冤罪で拘束47年7カ月…弟の経験を無にしない 姉・袴田ひで子さんは集会で訴えた「みんなの力で再審法改正を」
1966年の静岡一家4人殺害事件の再審で袴田巌さん(88)を無罪とした静岡地裁判決を受け、再審法改正を求める集会が28日、都内の弁護士会館であった。袴田さんの姉ひで子さん(91)や79年に大崎町で男性の変死体が見つかった「大崎事件」の弁護団らが「1日も早い制度改革を」と訴えた。
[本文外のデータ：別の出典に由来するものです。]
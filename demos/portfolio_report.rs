use std::{env, path::Path, time::Instant};

use anyhow::{Context, Result};
use folio::prelude::*;
use tracing::info;
use tracing_subscriber::EnvFilter;

/// Runs the demo portfolio (or a JSON config given as first argument) and
/// writes every table to `demos/reports/portfolio`.
fn main() -> Result<()> {
    init_tracing();

    let config = match env::args().nth(1) {
        Some(path) => PipelineConfig::from_json_file(&path)
            .with_context(|| format!("Failed to load config from '{path}'"))?,
        None => PipelineConfig::demo()?,
    };

    let run_start = Instant::now();
    let run = Pipeline::new(config).run().context("Analysis run failed")?;
    let run_time = run_start.elapsed();

    print_summary(&run);

    let out = Path::new("demos/reports/portfolio");
    let written = run.export_csv(out)?;
    info!(files = written.len(), dir = %out.display(), "Reports written");

    println!("\n--- Timings ---");
    println!("Analysis run: {run_time:?}");

    Ok(())
}

// ================================================================================================
// Tracing Configuration
// ================================================================================================

fn init_tracing() {
    let env_filter = EnvFilter::try_from_default_env().unwrap_or_else(|_| EnvFilter::new("info"));
    tracing_subscriber::fmt()
        .with_env_filter(env_filter)
        .with_target(false)
        .init();
}

// ================================================================================================
// Helper Functions
// ================================================================================================

fn print_summary(run: &AnalysisRun) {
    println!("\n--- Summary ---");
    for row in run.summary.rows() {
        println!(
            "{:<10} total {:>8.2}%  vol {:>6.2}%  max dd {:>7.2}% on {}",
            row.label.as_str(),
            row.total_return * 100.0,
            row.annualized_volatility * 100.0,
            row.max_drawdown * 100.0,
            row.max_drawdown_date,
        );
    }

    println!("\n--- Portfolio Risk ---");
    println!(
        "daily variance {:.3e}, daily volatility {:.4}%",
        run.risk.variance,
        run.risk.volatility * 100.0
    );

    println!("\n--- Yearly Performance ---");
    for row in run.yearly.rows() {
        println!(
            "{:<10} {}  {:>8.2}%  ({} .. {})",
            row.label.as_str(),
            row.year,
            row.performance * 100.0,
            row.first_date,
            row.last_date,
        );
    }

    if let Some(ratio) = run.comparison.outperformance_ratio() {
        println!("\nPortfolio ahead of benchmark on {:.1}% of days", ratio * 100.0);
    }
}
pub mod comparison;
pub mod drawdown;
pub mod io;
pub mod performance;
pub mod polars_ext;
pub mod summary;
pub mod yearly;
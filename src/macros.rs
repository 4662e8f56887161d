/// Macro to implement conversions and `Display` for newtype wrappers around `String`.
///
/// Generates `From<&str>`, `From<String>`, `Display`, `Borrow<str>` and an `as_str` accessor.
#[macro_export]
macro_rules! impl_string_newtype {
    ($wrapper:ident) => {
        impl From<&str> for $wrapper {
            fn from(value: &str) -> Self {
                Self(value.to_string())
            }
        }

        impl From<String> for $wrapper {
            fn from(value: String) -> Self {
                Self(value)
            }
        }

        impl From<$wrapper> for String {
            fn from(wrapper: $wrapper) -> Self {
                wrapper.0
            }
        }

        impl std::fmt::Display for $wrapper {
            fn fmt(&self, f: &mut std::fmt::Formatter<'_>) -> std::fmt::Result {
                f.write_str(&self.0)
            }
        }

        impl std::borrow::Borrow<str> for $wrapper {
            fn borrow(&self) -> &str {
                &self.0
            }
        }

        impl $wrapper {
            pub fn as_str(&self) -> &str {
                &self.0
            }
        }
    };
}

/// Macro to implement the unwrapping `From` conversion for validated newtypes around primitives.
///
/// Construction goes through a checked `new` on the wrapper.
#[macro_export]
macro_rules! impl_from_primitive {
    ($wrapper:ident, $primitive:ty) => {
        impl From<$wrapper> for $primitive {
            fn from(wrapper: $wrapper) -> Self {
                wrapper.0
            }
        }
    };
}

/// Macro to give a `strum` column enum its polars name conversions.
///
/// The enum must derive `IntoStaticStr`.
#[macro_export]
macro_rules! impl_col_name {
    ($col:ident) => {
        impl From<$col> for polars::prelude::PlSmallStr {
            fn from(value: $col) -> Self {
                value.as_str().into()
            }
        }

        impl $col {
            pub fn name(&self) -> polars::prelude::PlSmallStr {
                (*self).into()
            }

            pub fn as_str(&self) -> &'static str {
                self.into()
            }
        }
    };
}
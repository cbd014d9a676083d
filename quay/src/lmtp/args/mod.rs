mod domain;
mod localpart;
mod params;
mod path;
mod validator;

pub use domain::*;
pub use localpart::*;
pub use params::*;
pub use path::*;
pub use validator::*;

#[cfg(test)]
mod test {
	use std::str::FromStr;

	use super::*;

	fn valid_hostnames() -> Vec<String> {
		let mut valid = vec![];
		let should_pass = ["domain", "0domain", "domain0", "0-domain", "domain-0", "do--main"];

		// These should all pass on their own
		for name in should_pass {
			valid.push(name.to_string());
		}

		// ... as well as when joined with a dot
		for name in should_pass {
			for name2 in should_pass {
				valid.push(format!("{}.{}", name, name2));
			}
		}

		valid
	}

	fn invalid_hostnames() -> Vec<String> {
		let mut invalid = vec![];
		let valid = valid_hostnames();

		for domain in valid {
			// No leading/trailing dots or hyphens
			invalid.push(format!(".{}", domain));
			invalid.push(format!("{}.", domain));
			invalid.push(format!("-{}", domain));
			invalid.push(format!("{}-", domain));
		}

		invalid
	}

	fn valid_address_literals() -> Vec<String> {
		vec![
			String::from("[10.0.0.0]"),
			String::from("[192.168.1.1]"),
			String::from("[IPv6:a0:40:29:bf:de:28:8c:ea]"), //full
			String::from("[IPv6:a0:40:00:00:de:28:8c:ea]"), //full with 2 nulls
			String::from("[IPv6:a0:40::de:28:8c:ea]"),      //compressed
			String::from("[IPv6:a0:40::8c:ea]"),            //compressed replace 4 nulls
		]
	}

	fn invalid_address_literals() -> Vec<String> {
		vec![
			String::from("[10.0.0.0"),                         // unclosed brackets
			String::from("10.0.0.1]"),                         // unopened
			String::from("[192.168.1.256]"),                   // invalid IPv4
			String::from("[a0:40:29:bf:de:28:8c:ea]"),         //no IPv6 tag
			String::from("[IPv6:192.168.1.1]"),                //IPv6 but it's v4
			String::from("[IPv6:a0:40:29:bf:de:28:8c:ea:ef]"), //full, but too much
			String::from("[IPv6:a0:40::::de:28:8c:ea]"),       //compressed, but too many colons
		]
	}

	fn valid_domains() -> Vec<String> {
		let mut valid = valid_hostnames();
		valid.extend(valid_address_literals());

		valid
	}

	fn invalid_domains() -> Vec<String> {
		let mut invalid = invalid_hostnames();
		invalid.extend(invalid_address_literals());

		invalid
	}

	fn valid_localparts() -> Vec<String> {
		vec![
			String::from("\"\""),
			String::from("user"),
			String::from("user24234"),
			String::from("user.user"),
			String::from("user+detail"),
			String::from("user.user.user"),
			String::from("\"user\""),
			String::from("\"user user\""),
			String::from("\"user \\\" user\""),
			String::from("\"user.user\""),
			String::from("\"user %#W$@\""),
		]
	}

	pub fn invalid_localparts() -> Vec<String> {
		vec![
			String::from(""),
			String::from("\""),         //one quote
			String::from(".user"),      //leading dot
			String::from("user..user"), //double dot
			String::from("user user"),  //space without quote string
			String::from("@user"),      //@ in dot string
			String::from("user."),      //trailing dot
			String::from("\"\"\""),     //triple quote
			String::from("\"user\\\""), //single backslash
		]
	}

	#[test]
	fn domain_pass() {
		for domain in valid_domains() {
			assert!(Domain::from_str(&domain).is_ok(), "failed on {}", domain)
		}
	}

	#[test]
	fn domain_fail() {
		for domain in invalid_domains() {
			assert!(Domain::from_str(&domain).is_err(), "passed on {}", domain)
		}
	}

	#[test]
	fn domain_lowercase() {
		assert_eq!(
			Domain::from_str("Nyble.DEV").unwrap(),
			Domain::FQDN(String::from("nyble.dev"))
		);
	}

	#[test]
	fn path_pass() {
		let domains = valid_domains();
		let locals = valid_localparts();

		for domain in domains {
			for local in &locals {
				let path = format!("<{}@{}>", local, domain);
				assert!(Path::from_str(&path).is_ok(), "failed on {}", path);
			}
		}
	}

	#[test]
	pub fn path_fail() {
		let invalid_domains = invalid_domains();
		let invalid_locals = invalid_localparts();

		let valid_domains = valid_domains();
		let valid_locals = valid_localparts();

		let test = |local: &String, domain: &String| {
			let path = format!("<{}@{}>", local, domain);
			assert!(Path::from_str(&path).is_err(), "passed on {}", path);
		};

		// Should fail if the domain is bad but local good
		for domain in &invalid_domains {
			for local in &valid_locals {
				test(local, domain)
			}
		}

		// Should fail if the local is bad but domian good
		for domain in &valid_domains {
			for local in &invalid_locals {
				test(local, domain)
			}
		}
	}

	#[test]
	fn path_source_route() {
		let path = Path::from_str("<@relay.nyble.dev,@mx.nove.dev:gen@nyble.dev>").unwrap();
		assert_eq!(path.to_string(), "<gen@nyble.dev>");

		assert!(Path::from_str("<@relay.nyble.dev gen@nyble.dev>").is_err());
		assert!(Path::from_str("gen@nyble.dev").is_err());
	}

	#[test]
	fn forward_path_postmaster() {
		let postmasters = vec!["postmaster", "POSTMASTER", "Postmaster", "PoStMaStEr"];

		for postmaster in postmasters {
			let path = format!("<{}>", postmaster);
			assert!(
				matches!(ForwardPath::from_str(&path), Ok(ForwardPath::Postmaster)),
				"failed on {}",
				path
			)
		}
	}

	#[test]
	fn local_part_mailbox() {
		let local = LocalPart::from_str("Gen+Lists").unwrap();
		assert_eq!(local.mailbox(), "gen");

		let local = LocalPart::from_str("devon").unwrap();
		assert_eq!(local.mailbox(), "devon");
	}

	#[test]
	fn extract_finds_first_pair() {
		assert_eq!(extract_address("FROM:<gen@nyble.dev>"), Some("gen@nyble.dev"));
		assert_eq!(
			extract_address("TO:<devon@nove.dev> NOTIFY=NEVER <other@nove.dev>"),
			Some("devon@nove.dev")
		);
		// Nothing is validated, anything between the brackets goes
		assert_eq!(extract_address("FROM: junk <not an address>"), Some("not an address"));
	}

	#[test]
	fn extract_failures() {
		for argument in ["FROM:gen@nyble.dev", "FROM:<>", "FROM:<gen@nyble.dev", "FROM:>gen<"] {
			assert_eq!(extract_address(argument), None, "passed on {}", argument);
		}
	}

	#[test]
	fn parameters_follow_address() {
		assert_eq!(
			parameters("FROM:<gen@nyble.dev> BODY=8BITMIME"),
			" BODY=8BITMIME"
		);
		assert_eq!(parameters("FROM:gen@nyble.dev BODY=7BIT"), "FROM:gen@nyble.dev BODY=7BIT");
	}

	#[test]
	fn parameters_body() {
		let params: MailParameters = " BODY=8bitmime SIZE=1024 SMTPUTF8".parse().unwrap();

		assert_eq!(params.body(), Some(Body::EightBitMime));
		assert_eq!(params.get("size"), Some(Some("1024")));
		assert_eq!(params.get("SMTPUTF8"), Some(None));
		assert_eq!(params.get("RET"), None);

		let params: MailParameters = "body=BinaryMIME".parse().unwrap();
		assert_eq!(params.body(), Some(Body::BinaryMime));
		assert!(!params.body().unwrap().is_supported());

		let params: MailParameters = "BODY=7BIT".parse().unwrap();
		assert!(params.body().unwrap().is_supported());

		let params: MailParameters = "BODY".parse().unwrap();
		assert_eq!(params.body(), None);
	}
}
日弁連が主催し全国をオンラインでつないだ。 【写真】〈関連〉大崎事件について説明する弁護団長の森雅美弁護士(手前)=28日、鹿児島市易居町の県弁護士会館
再審制度を巡っては、証拠開示の基準や手続きが明確ではなく、再審開始決定に検察官が不服申し立てを行う事例が相次ぐなど、冤罪(えんざい)被害者の速やかな救済が妨げられる課題が指摘されている。 ひで子さんは集会で「47年7カ月も拘束された弟の経験を、何らかの形にしなければならない。みんなの力で再審法改正を」と呼びかけた。 殺人罪などで満期服役した大崎事件の原口アヤ子さん(97)は、過去に3回の再審開始決定を受けたが、いまだに救済が実現していない。弁護団の鴨志田祐美事務局長は「法の不備により請求人が高齢化したり、亡くなったりする事件は多い。アヤ子さんは起き上がることも、声を発することもできない。人生が尽きるまで待たされないといけない現実がある」と話した。 森雅美弁護団長は鹿児島市の会場から「検察官の抗告により開始決定が覆されてきた。法改正は急務だ」と訴えた。 ◇大崎事件弁護団も声明「ただちに上訴権放棄を」
1966年の静岡一家4人殺害事件の再審で袴田巌さん(88)を無罪とした静岡地裁判決を受け、大崎事件弁護団(森雅美団長)は「検察官はただちに上訴権を放棄し、無罪判決を確定させるべきだ」などとする声明を発表した。26日付。 声明は、袴田事件が再審法制度の欠陥を改めて浮き彫りにしたと指摘。証拠開示制度に不備があるとしたほか、再審開始決定に対する検察官の不服申し立てが長期化の原因だとして、政府や国会による速やかな法改正も求めた。 その上で「袴田事件は死刑冤罪の残酷さと再審事件を闘う過酷さを如実に物語るものであり、悲劇を二度と繰り返してはならない」と強調。大崎事件で殺人などの罪に問われ、約45年にわたり無実を訴え続ける原口アヤ子さん(97)について「一刻の猶予も許されておらず、早期の再審開始と無罪確定を実現する必要がある」とした。